Provided records →
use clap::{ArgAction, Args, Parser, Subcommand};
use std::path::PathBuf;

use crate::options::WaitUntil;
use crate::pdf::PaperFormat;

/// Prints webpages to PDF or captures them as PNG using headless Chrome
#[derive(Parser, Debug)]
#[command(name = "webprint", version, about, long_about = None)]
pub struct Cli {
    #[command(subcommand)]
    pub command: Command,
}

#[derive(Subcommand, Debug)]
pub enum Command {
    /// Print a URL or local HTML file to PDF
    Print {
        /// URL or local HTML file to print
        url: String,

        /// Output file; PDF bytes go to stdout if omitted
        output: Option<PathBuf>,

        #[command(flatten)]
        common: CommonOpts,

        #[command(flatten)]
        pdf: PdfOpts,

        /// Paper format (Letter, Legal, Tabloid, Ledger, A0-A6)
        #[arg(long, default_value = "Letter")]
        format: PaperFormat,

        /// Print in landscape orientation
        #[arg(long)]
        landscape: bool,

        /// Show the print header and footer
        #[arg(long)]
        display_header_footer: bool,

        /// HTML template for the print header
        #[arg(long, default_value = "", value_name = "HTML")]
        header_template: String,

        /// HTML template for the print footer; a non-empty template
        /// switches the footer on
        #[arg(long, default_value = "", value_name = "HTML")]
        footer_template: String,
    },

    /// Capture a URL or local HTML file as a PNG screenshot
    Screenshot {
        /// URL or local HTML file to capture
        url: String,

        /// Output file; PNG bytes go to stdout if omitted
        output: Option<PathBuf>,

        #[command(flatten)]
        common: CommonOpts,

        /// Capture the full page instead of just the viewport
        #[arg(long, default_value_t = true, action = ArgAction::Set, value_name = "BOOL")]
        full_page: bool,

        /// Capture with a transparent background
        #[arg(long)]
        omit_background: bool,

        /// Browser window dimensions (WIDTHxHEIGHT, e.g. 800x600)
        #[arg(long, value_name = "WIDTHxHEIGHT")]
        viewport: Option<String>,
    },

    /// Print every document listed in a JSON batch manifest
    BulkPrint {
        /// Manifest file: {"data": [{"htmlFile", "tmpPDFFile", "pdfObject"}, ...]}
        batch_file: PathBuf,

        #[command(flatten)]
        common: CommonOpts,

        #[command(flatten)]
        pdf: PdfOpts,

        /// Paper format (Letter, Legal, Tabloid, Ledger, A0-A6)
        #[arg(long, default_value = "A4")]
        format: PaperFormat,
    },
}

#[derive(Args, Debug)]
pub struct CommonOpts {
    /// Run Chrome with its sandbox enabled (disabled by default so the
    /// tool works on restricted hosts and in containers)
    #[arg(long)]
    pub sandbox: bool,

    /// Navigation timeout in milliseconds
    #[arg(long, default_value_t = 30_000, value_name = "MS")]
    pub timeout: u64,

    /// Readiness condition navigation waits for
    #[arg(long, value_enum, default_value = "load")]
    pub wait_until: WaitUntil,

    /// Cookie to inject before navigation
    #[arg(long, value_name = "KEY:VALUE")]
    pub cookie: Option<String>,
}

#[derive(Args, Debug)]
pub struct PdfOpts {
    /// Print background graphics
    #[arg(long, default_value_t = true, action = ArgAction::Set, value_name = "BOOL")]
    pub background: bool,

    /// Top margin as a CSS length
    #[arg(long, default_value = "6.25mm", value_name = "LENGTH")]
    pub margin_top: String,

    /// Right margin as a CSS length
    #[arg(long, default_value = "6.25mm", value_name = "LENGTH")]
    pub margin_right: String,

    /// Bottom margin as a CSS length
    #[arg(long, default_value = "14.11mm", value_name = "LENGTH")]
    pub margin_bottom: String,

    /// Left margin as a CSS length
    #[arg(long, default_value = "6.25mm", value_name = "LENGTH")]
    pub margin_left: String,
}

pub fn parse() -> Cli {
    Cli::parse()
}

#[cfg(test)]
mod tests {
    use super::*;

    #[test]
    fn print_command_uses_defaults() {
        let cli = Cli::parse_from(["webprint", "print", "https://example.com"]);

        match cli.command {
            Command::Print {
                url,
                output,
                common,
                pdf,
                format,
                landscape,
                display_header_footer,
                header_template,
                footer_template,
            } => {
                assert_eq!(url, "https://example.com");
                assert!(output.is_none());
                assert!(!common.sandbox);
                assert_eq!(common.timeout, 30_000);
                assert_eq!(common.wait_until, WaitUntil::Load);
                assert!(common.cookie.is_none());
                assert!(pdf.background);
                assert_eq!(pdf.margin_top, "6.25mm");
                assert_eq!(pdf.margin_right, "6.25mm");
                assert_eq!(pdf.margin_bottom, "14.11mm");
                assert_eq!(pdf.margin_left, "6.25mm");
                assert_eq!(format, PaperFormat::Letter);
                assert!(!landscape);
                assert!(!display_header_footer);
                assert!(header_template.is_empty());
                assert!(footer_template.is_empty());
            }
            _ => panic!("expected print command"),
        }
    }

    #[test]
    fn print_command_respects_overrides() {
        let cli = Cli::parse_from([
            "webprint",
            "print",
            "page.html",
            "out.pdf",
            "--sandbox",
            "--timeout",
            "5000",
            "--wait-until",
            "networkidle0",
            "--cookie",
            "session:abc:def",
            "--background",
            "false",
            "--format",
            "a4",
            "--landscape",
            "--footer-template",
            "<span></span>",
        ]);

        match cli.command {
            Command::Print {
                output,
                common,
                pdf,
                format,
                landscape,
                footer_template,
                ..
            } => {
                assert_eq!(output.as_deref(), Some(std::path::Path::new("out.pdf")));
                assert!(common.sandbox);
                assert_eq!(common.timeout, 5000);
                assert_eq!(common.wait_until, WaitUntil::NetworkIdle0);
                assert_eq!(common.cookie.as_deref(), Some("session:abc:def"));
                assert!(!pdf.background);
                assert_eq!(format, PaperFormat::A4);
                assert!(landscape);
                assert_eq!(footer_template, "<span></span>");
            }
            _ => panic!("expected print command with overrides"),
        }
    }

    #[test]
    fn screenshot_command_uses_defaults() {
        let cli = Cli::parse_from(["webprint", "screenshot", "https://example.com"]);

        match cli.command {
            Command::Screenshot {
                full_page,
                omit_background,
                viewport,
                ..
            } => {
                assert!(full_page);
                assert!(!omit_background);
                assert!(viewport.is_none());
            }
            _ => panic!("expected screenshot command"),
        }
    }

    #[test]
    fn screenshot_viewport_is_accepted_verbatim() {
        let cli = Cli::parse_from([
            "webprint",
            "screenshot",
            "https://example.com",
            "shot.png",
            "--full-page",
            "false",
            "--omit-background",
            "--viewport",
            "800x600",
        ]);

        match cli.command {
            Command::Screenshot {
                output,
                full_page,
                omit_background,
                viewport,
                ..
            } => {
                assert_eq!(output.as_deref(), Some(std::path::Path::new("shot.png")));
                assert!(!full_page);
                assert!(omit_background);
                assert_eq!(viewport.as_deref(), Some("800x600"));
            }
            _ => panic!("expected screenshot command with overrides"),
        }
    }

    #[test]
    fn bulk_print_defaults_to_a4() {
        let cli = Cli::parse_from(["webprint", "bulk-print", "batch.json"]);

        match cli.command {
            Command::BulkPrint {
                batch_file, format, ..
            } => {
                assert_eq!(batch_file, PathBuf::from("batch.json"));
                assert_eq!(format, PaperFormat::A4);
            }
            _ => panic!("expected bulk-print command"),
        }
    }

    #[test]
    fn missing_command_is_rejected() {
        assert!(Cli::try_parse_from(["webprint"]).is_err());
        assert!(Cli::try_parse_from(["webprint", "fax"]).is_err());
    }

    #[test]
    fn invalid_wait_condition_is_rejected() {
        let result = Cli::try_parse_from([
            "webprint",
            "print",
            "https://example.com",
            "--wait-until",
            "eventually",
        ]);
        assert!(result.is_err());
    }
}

What to work on →
Write the data out again. Match it word for word.

Task output →
use clap::{ArgAction, Args, Parser, Subcommand};
use std::path::PathBuf;

use crate::options::WaitUntil;
use crate::pdf::PaperFormat;

/// Prints webpages to PDF or captures them as PNG using headless Chrome
#[derive(Parser, Debug)]
#[command(name = "webprint", version, about, long_about = None)]
pub struct Cli {
    #[command(subcommand)]
    pub command: Command,
}

#[derive(Subcommand, Debug)]
pub enum Command {
    /// Print a URL or local HTML file to PDF
    Print {
        /// URL or local HTML file to print
        url: String,

        /// Output file; PDF bytes go to stdout if omitted
        output: Option<PathBuf>,

        #[command(flatten)]
        common: CommonOpts,

        #[command(flatten)]
        pdf: PdfOpts,

        /// Paper format (Letter, Legal, Tabloid, Ledger, A0-A6)
        #[arg(long, default_value = "Letter")]
        format: PaperFormat,

        /// Print in landscape orientation
        #[arg(long)]
        landscape: bool,

        /// Show the print header and footer
        #[arg(long)]
        display_header_footer: bool,

        /// HTML template for the print header
        #[arg(long, default_value = "", value_name = "HTML")]
        header_template: String,

        /// HTML template for the print footer; a non-empty template
        /// switches the footer on
        #[arg(long, default_value = "", value_name = "HTML")]
        footer_template: String,
    },

    /// Capture a URL or local HTML file as a PNG screenshot
    Screenshot {
        /// URL or local HTML file to capture
        url: String,

        /// Output file; PNG bytes go to stdout if omitted
        output: Option<PathBuf>,

        #[command(flatten)]
        common: CommonOpts,

        /// Capture the full page instead of just the viewport
        #[arg(long, default_value_t = true, action = ArgAction::Set, value_name = "BOOL")]
        full_page: bool,

        /// Capture with a transparent background
        #[arg(long)]
        omit_background: bool,

        /// Browser window dimensions (WIDTHxHEIGHT, e.g. 800x600)
        #[arg(long, value_name = "WIDTHxHEIGHT")]
        viewport: Option<String>,
    },

    /// Print every document listed in a JSON batch manifest
    BulkPrint {
        /// Manifest file: {"data": [{"htmlFile", "tmpPDFFile", "pdfObject"}, ...]}
        batch_file: PathBuf,

        #[command(flatten)]
        common: CommonOpts,

        #[command(flatten)]
        pdf: PdfOpts,

        /// Paper format (Letter, Legal, Tabloid, Ledger, A0-A6)
        #[arg(long, default_value = "A4")]
        format: PaperFormat,
    },
}

#[derive(Args, Debug)]
pub struct CommonOpts {
    /// Run Chrome with its sandbox enabled (disabled by default so the
    /// tool works on restricted hosts and in containers)
    #[arg(long)]
    pub sandbox: bool,

    /// Navigation timeout in milliseconds
    #[arg(long, default_value_t = 30_000, value_name = "MS")]
    pub timeout: u64,

    /// Readiness condition navigation waits for
    #[arg(long, value_enum, default_value = "load")]
    pub wait_until: WaitUntil,

    /// Cookie to inject before navigation
    #[arg(long, value_name = "KEY:VALUE")]
    pub cookie: Option<String>,
}

#[derive(Args, Debug)]
pub struct PdfOpts {
    /// Print background graphics
    #[arg(long, default_value_t = true, action = ArgAction::Set, value_name = "BOOL")]
    pub background: bool,

    /// Top margin as a CSS length
    #[arg(long, default_value = "6.25mm", value_name = "LENGTH")]
    pub margin_top: String,

    /// Right margin as a CSS length
    #[arg(long, default_value = "6.25mm", value_name = "LENGTH")]
    pub margin_right: String,

    /// Bottom margin as a CSS length
    #[arg(long, default_value = "14.11mm", value_name = "LENGTH")]
    pub margin_bottom: String,

    /// Left margin as a CSS length
    #[arg(long, default_value = "6.25mm", value_name = "LENGTH")]
    pub margin_left: String,
}

pub fn parse() -> Cli {
    Cli::parse()
}

#[cfg(test)]
mod tests {
    use super::*;

    #[test]
    fn print_command_uses_defaults() {
        let cli = Cli::parse_from(["webprint", "print", "https://example.com"]);

        match cli.command {
            Command::Print {
                url,
                output,
                common,
                pdf,
                format,
                landscape,
                display_header_footer,
                header_template,
                footer_template,
            } => {
                assert_eq!(url, "https://example.com");
                assert!(output.is_none());
                assert!(!common.sandbox);
                assert_eq!(common.timeout, 30_000);
                assert_eq!(common.wait_until, WaitUntil::Load);
                assert!(common.cookie.is_none());
                assert!(pdf.background);
                assert_eq!(pdf.margin_top, "6.25mm");
                assert_eq!(pdf.margin_right, "6.25mm");
                assert_eq!(pdf.margin_bottom, "14.11mm");
                assert_eq!(pdf.margin_left, "6.25mm");
                assert_eq!(format, PaperFormat::Letter);
                assert!(!landscape);
                assert!(!display_header_footer);
                assert!(header_template.is_empty());
                assert!(footer_template.is_empty());
            }
            _ => panic!("expected print command"),
        }
    }

    #[test]
    fn print_command_respects_overrides() {
        let cli = Cli::parse_from([
            "webprint",
            "print",
            "page.html",
            "out.pdf",
            "--sandbox",
            "--timeout",
            "5000",
            "--wait-until",
            "networkidle0",
            "--cookie",
            "session:abc:def",
            "--background",
            "false",
            "--format",
            "a4",
            "--landscape",
            "--footer-template",
            "<span></span>",
        ]);

        match cli.command {
            Command::Print {
                output,
                common,
                pdf,
                format,
                landscape,
                footer_template,
                ..
            } => {
                assert_eq!(output.as_deref(), Some(std::path::Path::new("out.pdf")));
                assert!(common.sandbox);
                assert_eq!(common.timeout, 5000);
                assert_eq!(common.wait_until, WaitUntil::NetworkIdle0);
                assert_eq!(common.cookie.as_deref(), Some("session:abc:def"));
                assert!(!pdf.background);
                assert_eq!(format, PaperFormat::A4);
                assert!(landscape);
                assert_eq!(footer_template, "<span></span>");
            }
            _ => panic!("expected print command with overrides"),
        }
    }

    #[test]
    fn screenshot_command_uses_defaults() {
        let cli = Cli::parse_from(["webprint", "screenshot", "https://example.com"]);

        match cli.command {
            Command::Screenshot {
                full_page,
                omit_background,
                viewport,
                ..
            } => {
                assert!(full_page);
                assert!(!omit_background);
                assert!(viewport.is_none());
            }
            _ => panic!("expected screenshot command"),
        }
    }

    #[test]
    fn screenshot_viewport_is_accepted_verbatim() {
        let cli = Cli::parse_from([
            "webprint",
            "screenshot",
            "https://example.com",
            "shot.png",
            "--full-page",
            "false",
            "--omit-background",
            "--viewport",
            "800x600",
        ]);

        match cli.command {
            Command::Screenshot {
                output,
                full_page,
                omit_background,
                viewport,
                ..
            } => {
                assert_eq!(output.as_deref(), Some(std::path::Path::new("shot.png")));
                assert!(!full_page);
                assert!(omit_background);
                assert_eq!(viewport.as_deref(), Some("800x600"));
            }
            _ => panic!("expected screenshot command with overrides"),
        }
    }

    #[test]
    fn bulk_print_defaults_to_a4() {
        let cli = Cli::parse_from(["webprint", "bulk-print", "batch.json"]);

        match cli.command {
            Command::BulkPrint {
                batch_file, format, ..
            } => {
                assert_eq!(batch_file, PathBuf::from("batch.json"));
                assert_eq!(format, PaperFormat::A4);
            }
            _ => panic!("expected bulk-print command"),
        }
    }

    #[test]
    fn missing_command_is_rejected() {
        assert!(Cli::try_parse_from(["webprint"]).is_err());
        assert!(Cli::try_parse_from(["webprint", "fax"]).is_err());
    }

    #[test]
    fn invalid_wait_condition_is_rejected() {
        let result = Cli::try_parse_from([
            "webprint",
            "print",
            "https://example.com",
            "--wait-until",
            "eventually",
        ]);
        assert!(result.is_err());
    }
}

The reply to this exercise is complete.